Bournemouth’s response to going 1-0 down was to try to push into Chelsea, but all they really got out of it was a weak shot from Wilshere* well-saved by Thibaut Courtois and then a dubious penalty shout when Adam Smith barged into Nemanja Matic as he was driving in from the right wing. It was the Blues, in fact, who came closest to finding the net again when Fabregas’s neat free kick drifted inches over the bar. We’d have to settle for a single-goal lead going into halftime.
*Before the match I had nightmarish visions of that rodent-looking idiot being the one to end Chelsea’s perfect run.
That state of affairs didn’t last long. Hazard had spent the first half looking extremely dangerous when picking up the ball deep and completely lost whenever asked to do anything you might expect from a real centre forward. Three or four passes which Costa would have hared after found the Belgian on his heels or moving the wrong way entirely. After the interval, he made sure to stick to his strengths, and was soon rewarded.
Poor Simon Francis might be forgiven a clumsy challenge or two on the league’s most adept dribbler, but his response to being isolated against Hazard on the right side of the box took ineptitude to whole new pinnacles of profundity. A leg was introduced to Hazard’s ankles at speed, and referee Mike Jones had no choice but to point to the spot. It was Chelsea’s first penalty since the opening day of the season, and had the same outcome. Hazard sent Boruc the wrong way, casually putting the Blues 2-0 to the good.

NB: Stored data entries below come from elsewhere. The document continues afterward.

use crate::{
    env::{Env, ExplicitEnv as _},
    opts::Mode,
    util::{
        self,
        cli::{Report, Reportable},
        CopyDirError, RunError,
    },
    DuctExpressionExt as _,
};
use handlebars::Handlebars;
use serde::Serialize;
use std::{
    io,
    path::{Path, PathBuf},
};
use tempfile::TempDir;
use thiserror::Error;

static OBJC_APP_DIR: &str = "sizetestproject";
static OBJC_APP_NAME: &str = "SizeTest";
static SWIFT_APP_DIR: &str = "SwiftApp";
static SWIFT_APP_NAME: &str = "SwiftApp";

static DEPLOYMENT_TARGET: &str = "13.0";
static PROJECT_SPEC: &str = include_str!("../templates/sample-app/project.yml.hbs");
static OBJC_SOURCES: &[(&str, &str)] = &[
    (
        "AppDelegate.h",
        include_str!("../templates/sample-app/objc/AppDelegate.h"),
    ),
    (
        "AppDelegate.m",
        include_str!("../templates/sample-app/objc/AppDelegate.m"),
    ),
    ("main.m", include_str!("../templates/sample-app/objc/main.m")),
];
static SWIFT_SOURCES: &[(&str, &str)] = &[(
    "AppDelegate.swift",
    include_str!("../templates/sample-app/swift/AppDelegate.swift"),
)];

#[derive(Debug, Error)]
pub enum Error {
    #[error("Sample app {dir:?} doesn't exist and `xcodegen` isn't installed to generate one")]
    XcodegenMissing { dir: PathBuf },
    #[error("Failed to create temporary directory: {0}")]
    TempDirFailed(#[source] io::Error),
    #[error("Failed to render project spec: {0}")]
    RenderFailed(#[source] handlebars::TemplateRenderError),
    #[error("Failed to write {path:?}: {source}")]
    WriteFailed { path: PathBuf, source: io::Error },
    #[error("Failed to run `xcodegen`: {0}")]
    XcodegenFailed(#[source] RunError),
    #[error(transparent)]
    CopyFailed(#[from] CopyDirError),
}

impl Reportable for Error {
    fn report(&self) -> Report {
        match self {
            Self::XcodegenMissing { .. } => Report::action_request(
                "Pass `--sample_app_dir` or run `brew install xcodegen` and try again",
                self,
            ),
            Self::XcodegenFailed(RunError::Failed { output, .. }) => {
                Report::error("Failed to generate sample app via `xcodegen`", output)
            }
            _ => Report::error("Failed to prepare sample app", self),
        }
    }
}

#[derive(Debug, Serialize)]
struct ProjectSpecData<'a> {
    app_name: &'a str,
    deployment_target: &'a str,
}

pub fn render_project_spec(app_name: &str) -> Result<String, handlebars::TemplateRenderError> {
    let mut handlebars = Handlebars::new();
    handlebars.set_strict_mode(true);
    handlebars.register_escape_fn(handlebars::no_escape);
    handlebars.render_template(
        PROJECT_SPEC,
        &ProjectSpecData {
            app_name,
            deployment_target: DEPLOYMENT_TARGET,
        },
    )
}

/// The host app pods are integrated into.
#[derive(Clone, Debug, Eq, PartialEq)]
pub struct SampleApp {
    mode: Mode,
    dir: PathBuf,
    name: &'static str,
}

impl SampleApp {
    pub fn for_mode(mode: Mode, root: Option<&Path>) -> Self {
        let (dir, name) = match mode {
            Mode::ObjC => (OBJC_APP_DIR, OBJC_APP_NAME),
            Mode::Swift => (SWIFT_APP_DIR, SWIFT_APP_NAME),
        };
        let dir = match root {
            Some(root) => root.to_owned(),
            None => PathBuf::from(dir),
        };
        Self { mode, dir, name }
    }

    fn sources(&self) -> &'static [(&'static str, &'static str)] {
        match self.mode {
            Mode::ObjC => OBJC_SOURCES,
            Mode::Swift => SWIFT_SOURCES,
        }
    }

    /// Uses the app on disk if there is one, and generates a minimal one
    /// otherwise.
    pub fn prepare(&self, env: &Env) -> Result<Prepared, Error> {
        if self.dir.is_dir() {
            log::info!("using sample app at {:?}", self.dir);
            return Ok(Prepared {
                dir: self.dir.clone(),
                name: self.name,
                _generated: None,
            });
        }
        if !util::command_present("xcodegen", env) {
            return Err(Error::XcodegenMissing {
                dir: self.dir.clone(),
            });
        }
        let generated = tempfile::Builder::new()
            .prefix("sample-app")
            .tempdir()
            .map_err(Error::TempDirFailed)?;
        let dir = generated.path().join(self.name);
        log::info!("generating {} sample app at {:?}", self.mode, dir);
        self.generate(&dir, env)?;
        Ok(Prepared {
            dir,
            name: self.name,
            _generated: Some(generated),
        })
    }

    fn generate(&self, dir: &Path, env: &Env) -> Result<(), Error> {
        let write = |path: PathBuf, contents: &str| {
            std::fs::write(&path, contents).map_err(|source| Error::WriteFailed { path, source })
        };
        let sources_dir = dir.join("Sources");
        std::fs::create_dir_all(&sources_dir).map_err(|source| Error::WriteFailed {
            path: sources_dir.clone(),
            source,
        })?;
        let spec = render_project_spec(self.name).map_err(Error::RenderFailed)?;
        write(dir.join("project.yml"), &spec)?;
        for (file_name, contents) in self.sources() {
            write(sources_dir.join(file_name), contents)?;
        }
        util::run_captured(
            duct::cmd("xcodegen", ["generate", "--spec", "project.yml"])
                .dir(dir)
                .vars(env.explicit_env()),
            None,
        )
        .map_err(Error::XcodegenFailed)?;
        Ok(())
    }
}

/// A sample app ready to be copied into per-build scratch directories.
#[derive(Debug)]
pub struct Prepared {
    dir: PathBuf,
    name: &'static str,
    _generated: Option<TempDir>,
}

impl Prepared {
    pub fn name(&self) -> &'static str {
        self.name
    }

    /// Copies the app into `dest_root`, returning the copy's directory.
    pub fn copy_to(&self, dest_root: &Path) -> Result<PathBuf, Error> {
        util::copy_dir(&self.dir, dest_root)?;
        let dir_name = self.dir.file_name().unwrap_or_else(|| self.dir.as_os_str());
        Ok(dest_root.join(dir_name))
    }

    pub fn project_path(&self, copy: &Path) -> PathBuf {
        copy.join(format!("{}.xcodeproj", self.name))
    }
}

#[cfg(test)]
mod test {
    use super::*;

    #[test]
    fn test_for_mode_defaults() {
        let objc = SampleApp::for_mode(Mode::ObjC, None);
        assert_eq!(objc.dir, Path::new("sizetestproject"));
        assert_eq!(objc.name, "SizeTest");
        let swift = SampleApp::for_mode(Mode::Swift, None);
        assert_eq!(swift.dir, Path::new("SwiftApp"));
        assert_eq!(swift.name, "SwiftApp");
    }

    #[test]
    fn test_for_mode_with_override() {
        let app = SampleApp::for_mode(Mode::Swift, Some(Path::new("/work/apps/MySwiftApp")));
        assert_eq!(app.dir, Path::new("/work/apps/MySwiftApp"));
        assert_eq!(app.name, "SwiftApp");
    }

    #[test]
    fn test_render_project_spec() {
        let spec = render_project_spec("SizeTest").unwrap();
        assert!(spec.starts_with("name: SizeTest\n"));
        assert!(spec.contains("  SizeTest:\n    type: application\n"));
        assert!(spec.contains("iOS: \"13.0\""));
        assert!(spec.contains("PRODUCT_BUNDLE_IDENTIFIER: com.example.sizetest.SizeTest\n"));
    }

    #[test]
    fn test_prepare_uses_existing_dir() {
        let root = tempfile::tempdir().unwrap();
        let app_dir = root.path().join("sizetestproject");
        std::fs::create_dir_all(app_dir.join("SizeTest.xcodeproj")).unwrap();
        let env = Env::new().unwrap();
        let prepared = SampleApp::for_mode(Mode::ObjC, Some(&app_dir))
            .prepare(&env)
            .unwrap();
        assert_eq!(prepared.name(), "SizeTest");

        let dest = tempfile::tempdir().unwrap();
        let copy = prepared.copy_to(dest.path()).unwrap();
        assert_eq!(copy, dest.path().join("sizetestproject"));
        assert!(prepared.project_path(&copy).is_dir());
    }
}
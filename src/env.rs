use crate::util::cli::{Report, Reportable};
use std::{ffi::OsStr, fmt::Debug};
use thiserror::Error;

// CocoaPods refuses to run under a non-UTF-8 locale.
static FALLBACK_LANG: &str = "en_US.UTF-8";

pub trait ExplicitEnv: Debug {
    fn explicit_env(&self) -> Vec<(&str, &OsStr)>;
}

#[derive(Debug, Error)]
pub enum Error {
    #[error("The `HOME` environment variable isn't set, which is pretty weird: {0}")]
    HomeNotSet(#[source] std::env::VarError),
    #[error("The `PATH` environment variable isn't set, which is super weird: {0}")]
    PathNotSet(#[source] std::env::VarError),
}

impl Reportable for Error {
    fn report(&self) -> Report {
        Report::error("Failed to initialize base environment", self)
    }
}

#[derive(Debug)]
pub struct Env {
    home: String,
    path: String,
    lang: String,
    term: Option<String>,
    ssh_auth_sock: Option<String>,
    developer_dir: Option<String>,
}

impl Env {
    pub fn new() -> Result<Self, Error> {
        let home = std::env::var("HOME").map_err(Error::HomeNotSet)?;
        let path = std::env::var("PATH").map_err(Error::PathNotSet)?;
        let lang = std::env::var("LANG")
            .ok()
            .filter(|lang| lang.to_ascii_uppercase().contains("UTF-8"))
            .unwrap_or_else(|| FALLBACK_LANG.to_owned());
        let term = std::env::var("TERM").ok();
        let ssh_auth_sock = std::env::var("SSH_AUTH_SOCK").ok();
        let developer_dir = std::env::var("DEVELOPER_DIR").ok();
        Ok(Self {
            home,
            path,
            lang,
            term,
            ssh_auth_sock,
            developer_dir,
        })
    }

    /// The `PATH` children are started with, and tools are looked up on.
    pub fn path(&self) -> &str {
        &self.path
    }

    #[cfg(test)]
    pub(crate) fn with_path(mut self, path: impl Into<String>) -> Self {
        self.path = path.into();
        self
    }
}

impl ExplicitEnv for Env {
    fn explicit_env(&self) -> Vec<(&str, &OsStr)> {
        let mut env = vec![
            ("HOME", self.home.as_ref()),
            ("PATH", self.path.as_ref()),
            ("LANG", self.lang.as_ref()),
        ];
        if let Some(term) = self.term.as_ref() {
            env.push(("TERM", term.as_ref()));
        }
        if let Some(ssh_auth_sock) = self.ssh_auth_sock.as_ref() {
            env.push(("SSH_AUTH_SOCK", ssh_auth_sock.as_ref()));
        }
        if let Some(developer_dir) = self.developer_dir.as_ref() {
            env.push(("DEVELOPER_DIR", developer_dir.as_ref()));
        }
        env
    }
}
use colored::{Color, Colorize as _};
use std::fmt::{Debug, Display};

pub type TextWrapper = textwrap::Wrapper<'static, textwrap::NoHyphenation>;

pub fn text_wrapper() -> TextWrapper {
    TextWrapper::with_splitter(textwrap::termwidth(), textwrap::NoHyphenation)
}

#[derive(Clone, Copy, Debug, Eq, PartialEq)]
pub enum Label {
    Error,
    ActionRequest,
}

impl Label {
    pub fn color(self) -> Color {
        match self {
            Self::Error => Color::BrightRed,
            Self::ActionRequest => Color::BrightYellow,
        }
    }

    pub fn as_str(self) -> &'static str {
        match self {
            Self::Error => "error",
            Self::ActionRequest => "action request",
        }
    }

    pub fn exit_code(self) -> i8 {
        match self {
            Self::Error | Self::ActionRequest => 1,
        }
    }
}

#[derive(Clone, Debug)]
pub struct Report {
    label: Label,
    msg: String,
    details: String,
}

impl Report {
    pub fn new(label: Label, msg: impl Display, details: impl Display) -> Self {
        Self {
            label,
            msg: msg.to_string(),
            details: details.to_string(),
        }
    }

    pub fn error(msg: impl Display, details: impl Display) -> Self {
        Self::new(Label::Error, msg, details)
    }

    pub fn action_request(msg: impl Display, details: impl Display) -> Self {
        Self::new(Label::ActionRequest, msg, details)
    }

    pub fn label(&self) -> Label {
        self.label
    }

    pub fn msg(&self) -> &str {
        &self.msg
    }

    pub fn details(&self) -> &str {
        &self.details
    }

    fn format(&self, wrapper: &TextWrapper) -> String {
        let head = wrapper.fill(&format!("{}: {}", self.label.as_str(), self.msg));
        // Tool output is passed through untouched, since wrapping mangles
        // compiler diagnostics.
        format!(
            "{}\n{}",
            head.color(self.label.color()).bold(),
            self.details
        )
    }

    /// Goes to stderr, since stdout is reserved for measurements.
    pub fn print(&self, wrapper: &TextWrapper) {
        eprintln!("{}", self.format(wrapper))
    }
}

pub trait Reportable: Debug {
    fn report(&self) -> Report;
}

#[cfg(feature = "cli")]
mod driver {
    use super::{text_wrapper, Report, Reportable, TextWrapper};
    use crate::opts;
    use structopt::{
        clap::{self, AppSettings},
        StructOpt,
    };

    pub static SETTINGS: &[AppSettings] = &[
        AppSettings::ColoredHelp,
        AppSettings::DeriveDisplayOrder,
        AppSettings::UnifiedHelpMessage,
    ];

    #[derive(Clone, Copy, Debug, StructOpt)]
    pub struct GlobalFlags {
        #[structopt(
            short = "v",
            long = "verbose",
            help = "Make life louder",
            global = true,
            multiple = true,
            parse(from_occurrences = opts::NoiseLevel::from_occurrences),
        )]
        pub noise_level: opts::NoiseLevel,
    }

    #[derive(Clone, Debug, StructOpt)]
    pub struct BuildTimeout {
        #[structopt(
            long = "build_timeout",
            alias = "build-timeout",
            value_name = "SECONDS",
            help = "Timeout for each `xcodebuild` invocation",
            parse(try_from_str = parse_timeout)
        )]
        pub build_timeout: Option<u64>,
    }

    fn parse_timeout(s: &str) -> Result<u64, String> {
        match s.parse::<u64>() {
            Ok(0) => Err("timeout must be at least 1 second".to_owned()),
            Ok(secs) => Ok(secs),
            Err(err) => Err(err.to_string()),
        }
    }

    impl BuildTimeout {
        pub fn duration(&self) -> Option<std::time::Duration> {
            self.build_timeout.map(std::time::Duration::from_secs)
        }
    }

    pub trait Exec: std::fmt::Debug + StructOpt {
        type Report: Reportable;

        fn global_flags(&self) -> GlobalFlags;

        fn exec(self, wrapper: &TextWrapper) -> Result<(), Self::Report>;
    }

    fn init_logging(noise_level: opts::NoiseLevel) {
        use env_logger::{Builder, Env};
        let default_level = match noise_level {
            opts::NoiseLevel::Polite => "warn",
            opts::NoiseLevel::LoudAndProud => "cocoapods_size=info",
            opts::NoiseLevel::FranklyQuitePedantic => "info,cocoapods_size=debug",
        };
        let env = Env::default().default_filter_or(default_level);
        Builder::from_env(env).init();
    }

    #[derive(Debug)]
    enum Exit {
        Report(Report),
        Clap(clap::Error),
    }

    impl Exit {
        fn report(reportable: impl Reportable) -> Self {
            log::info!("exiting with {:#?}", reportable);
            Self::Report(reportable.report())
        }

        fn do_the_thing(self, wrapper: TextWrapper) -> ! {
            match self {
                Self::Report(report) => {
                    report.print(&wrapper);
                    // We only expose access to the 8 lsb of the exit code, since:
                    // https://doc.rust-lang.org/std/process/fn.exit.html#platform-specific-behavior
                    std::process::exit(report.label().exit_code() as i32)
                }
                Self::Clap(err) => err.exit(),
            }
        }

        fn main(inner: impl FnOnce(&TextWrapper) -> Result<(), Self>) {
            let wrapper = text_wrapper();
            if let Err(exit) = inner(&wrapper) {
                exit.do_the_thing(wrapper)
            }
        }
    }

    pub fn exec<E: Exec>() {
        Exit::main(|wrapper| {
            let input = E::from_iter_safe(std::env::args()).map_err(Exit::Clap)?;
            init_logging(input.global_flags().noise_level);
            input.exec(wrapper).map_err(Exit::report)
        })
    }
}

#[cfg(feature = "cli")]
pub use self::driver::*;
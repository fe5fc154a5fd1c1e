pub mod archive;
pub mod artifact;
pub mod build_config;
pub mod swift;

pub use self::{
    archive::{ArchiveError, Buildable},
    artifact::{binary_size, ArtifactError},
    build_config::BuildConfig,
};

use crate::{
    env::Env,
    util::cli::{Report, Reportable},
};
use std::time::Duration;
use thiserror::Error;

#[derive(Debug, Error)]
pub enum SizeError {
    #[error(transparent)]
    ArchiveFailed(#[from] ArchiveError),
    #[error(transparent)]
    ArtifactMissing(#[from] ArtifactError),
}

impl Reportable for SizeError {
    fn report(&self) -> Report {
        match self {
            Self::ArchiveFailed(err) => err.report(),
            Self::ArtifactMissing(err) => err.report(),
        }
    }
}

/// Everything needed to turn a project into a byte count.
#[derive(Debug)]
pub struct Archiver<'a> {
    env: &'a Env,
    build_config: &'a BuildConfig,
    swift_version: Option<String>,
    timeout: Option<Duration>,
}

impl<'a> Archiver<'a> {
    pub fn new(
        env: &'a Env,
        build_config: &'a BuildConfig,
        swift_version: Option<String>,
        timeout: Option<Duration>,
    ) -> Self {
        Self {
            env,
            build_config,
            swift_version,
            timeout,
        }
    }

    pub fn env(&self) -> &'a Env {
        self.env
    }

    pub fn size(&self, buildable: &Buildable) -> Result<u64, SizeError> {
        let archive = buildable.archive(
            self.build_config,
            self.swift_version.as_deref(),
            self.env,
            self.timeout,
        )?;
        Ok(binary_size(archive)?)
    }
}
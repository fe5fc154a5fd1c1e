use crate::{
    report::ProjectComparison,
    util::{
        self,
        cli::{Report, Reportable},
    },
    xcode::{ArchiveError, Archiver, Buildable, SizeError},
};
use thiserror::Error;

#[derive(Debug, Error)]
pub enum Error {
    #[error("Invalid {role} project {path:?}: {source}")]
    ProjectInvalid {
        role: &'static str,
        path: String,
        source: ArchiveError,
    },
    #[error("Failed to measure {role} project {path:?}: {source}")]
    SizeFailed {
        role: &'static str,
        path: String,
        source: SizeError,
    },
}

impl Reportable for Error {
    fn report(&self) -> Report {
        match self {
            Self::ProjectInvalid { .. } => Report::action_request(
                "Pass the path of an `.xcodeproj` or `.xcworkspace`",
                self,
            ),
            Self::SizeFailed { source, .. } => source.report(),
        }
    }
}

/// One side of a comparison: a project or workspace path and the scheme to
/// archive.
#[derive(Clone, Copy, Debug)]
pub struct Side<'a> {
    pub project: &'a str,
    pub scheme: &'a str,
}

impl<'a> Side<'a> {
    pub fn new(project: &'a str, scheme: &'a str) -> Self {
        Self {
            project: util::trim_trailing_separators(project),
            scheme,
        }
    }

    fn buildable(&self, role: &'static str) -> Result<Buildable, Error> {
        Buildable::new(self.project, self.scheme).map_err(|source| Error::ProjectInvalid {
            role,
            path: self.project.to_owned(),
            source,
        })
    }

    fn size(&self, role: &'static str, archiver: &Archiver<'_>) -> Result<u64, Error> {
        let buildable = self.buildable(role)?;
        let size = archiver
            .size(&buildable)
            .map_err(|source| Error::SizeFailed {
                role,
                path: self.project.to_owned(),
                source,
            })?;
        log::info!("{} project {:?} is {} bytes", role, self.project, size);
        Ok(size)
    }
}

/// Archives `source` then `target` and compares the two. Both paths are
/// validated before anything is built.
pub fn generate_size_difference(
    source: Side<'_>,
    target: Side<'_>,
    archiver: &Archiver<'_>,
) -> Result<ProjectComparison, Error> {
    source.buildable("source")?;
    target.buildable("target")?;
    let source_size = source.size("source", archiver)?;
    let target_size = target.size("target", archiver)?;
    Ok(ProjectComparison {
        source: source.project.to_owned(),
        source_size,
        target: target.project.to_owned(),
        target_size,
    })
}
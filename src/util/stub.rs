//! Stand-ins for `pod`, `xcodebuild` and `xcrun`, so whole measurements can
//! run without Xcode.
//!
//! The fake `xcodebuild` archives an app of 1000 bytes, or of however many
//! bytes the project directory's `size` file says. Pod `A` adds 100, pod `B`
//! adds 200, and the two share 50 when installed together. Every archive
//! appends the pods it saw to `xcodebuild.log` and leaves its arguments in
//! `xcodebuild.args`.

use crate::env::Env;
use std::{
    fs,
    os::unix::fs::PermissionsExt as _,
    path::{Path, PathBuf},
};
use tempfile::TempDir;

static POD: &str = r#"#!/bin/sh
case "$1" in
init)
    touch Podfile
    ;;
install)
    for project in *.xcodeproj; do
        mkdir -p "${project%.xcodeproj}.xcworkspace"
    done
    {
        echo "PODS:"
        sed -n "s/^ pod '\([^']*\)'.*/  - \1 (1.0.0)/p" Podfile
        echo
        echo "COCOAPODS: 1.14.3"
    } > Podfile.lock
    ;;
ipc)
    echo '{"target_definitions":[{"name":"Pods"}]}'
    ;;
*)
    exit 1
    ;;
esac
"#;

static XCODEBUILD: &str = r#"#!/bin/sh
pods=$(sed -n "s/^ pod '\([^']*\)'.*/\1/p" Podfile 2>/dev/null | tr '\n' ' ')
echo "${pods% }" >> "{{log_dir}}/xcodebuild.log"
echo "$@" > "{{log_dir}}/xcodebuild.args"
size=1000
if [ -f size ]; then
    size=$(cat size)
fi
case " $pods" in *" A "*) size=$((size + 100)) ;; esac
case " $pods" in *" B "*) size=$((size + 200)) ;; esac
case " $pods" in *" A "*" B "*) size=$((size - 50)) ;; esac
app=out.xcarchive/Products/Applications/SizeTest.app
mkdir -p "$app"
head -c "$size" /dev/zero > "$app/SizeTest"
"#;

static XCRUN: &str = r#"#!/bin/sh
echo "Apple Swift version 5.9.2 (swiftlang-5.9.2.2.56 clang-1500.1.0.2.5)"
"#;

#[derive(Debug)]
pub struct StubTools {
    dir: TempDir,
}

impl StubTools {
    pub fn new() -> Self {
        let dir = tempfile::tempdir().unwrap();
        let xcodebuild = XCODEBUILD.replace("{{log_dir}}", dir.path().to_str().unwrap());
        let scripts = [("pod", POD), ("xcodebuild", xcodebuild.as_str()), ("xcrun", XCRUN)];
        for &(name, script) in scripts.iter() {
            let path = dir.path().join(name);
            fs::write(&path, script).unwrap();
            fs::set_permissions(&path, fs::Permissions::from_mode(0o755)).unwrap();
        }
        Self { dir }
    }

    /// The real environment with the stubs first on `PATH`.
    pub fn env(&self) -> Env {
        let env = Env::new().unwrap();
        let path = std::env::join_paths(
            std::iter::once(self.dir.path().to_owned())
                .chain(std::env::split_paths(env.path())),
        )
        .unwrap();
        env.with_path(path.into_string().unwrap())
    }

    fn log_path(&self) -> PathBuf {
        self.dir.path().join("xcodebuild.log")
    }

    pub fn xcodebuild_ran(&self) -> bool {
        self.log_path().exists()
    }

    /// The pods seen by each `xcodebuild` run, in order.
    pub fn archived(&self) -> Vec<String> {
        fs::read_to_string(self.log_path())
            .unwrap()
            .lines()
            .map(str::to_owned)
            .collect()
    }

    pub fn last_archive_args(&self) -> String {
        fs::read_to_string(self.dir.path().join("xcodebuild.args")).unwrap()
    }
}

/// An empty `.xcodeproj` named `name` under `dir`, optionally with a `size`
/// file for the fake `xcodebuild`.
pub fn project(dir: &Path, name: &str, size: Option<u64>) -> PathBuf {
    let project = dir.join(name);
    fs::create_dir_all(&project).unwrap();
    if let Some(size) = size {
        fs::write(dir.join("size"), size.to_string()).unwrap();
    }
    project
}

The game was more or less won at this point, which made the slew of missed Chelsea chances a little more palatable. The Cherries, to their credit, refused to take the loss lying down, but their forays forward only gave the Blues at chance to hit them on the counterattack. They could not, however, capitalise. Willian had a smart shot saved by Boruc, while Hazard and Moses managed to miscue badly from good positions.
Bournemouth had enough life in them to threaten Courtois’ clean sheet through Benik Afobe, who beat David Luiz to Wilshere’s incisive pass but found his snapshot pushed to safety by the big goalkeeper. That shot, which came in the 73rd minute, proved to be the last time Chelsea’s defence was under any pressure at all.
With the Cherries incapable of putting together any credible threat, the Blues were content to sit deep and see out the victory. There was time enough for one more goal to add further gloss to a strong performance, with Pedro picking up the platonic opposite of his earlier strike when he bounced a shot off a pair of defenders and past Boruc with the final kick of the match.
After that run of 1-0 wins, it was nice to see a more emphatic scoreline, especially since the schedule is about to get rough again soon. Stoke City come visiting on the weekend, and if Chelsea can win their 13th(!) straight we’ll be in very strong position to make some noise in the season half of the season. There are records to be broken, of course, but the most important thing now is to keep the points coming.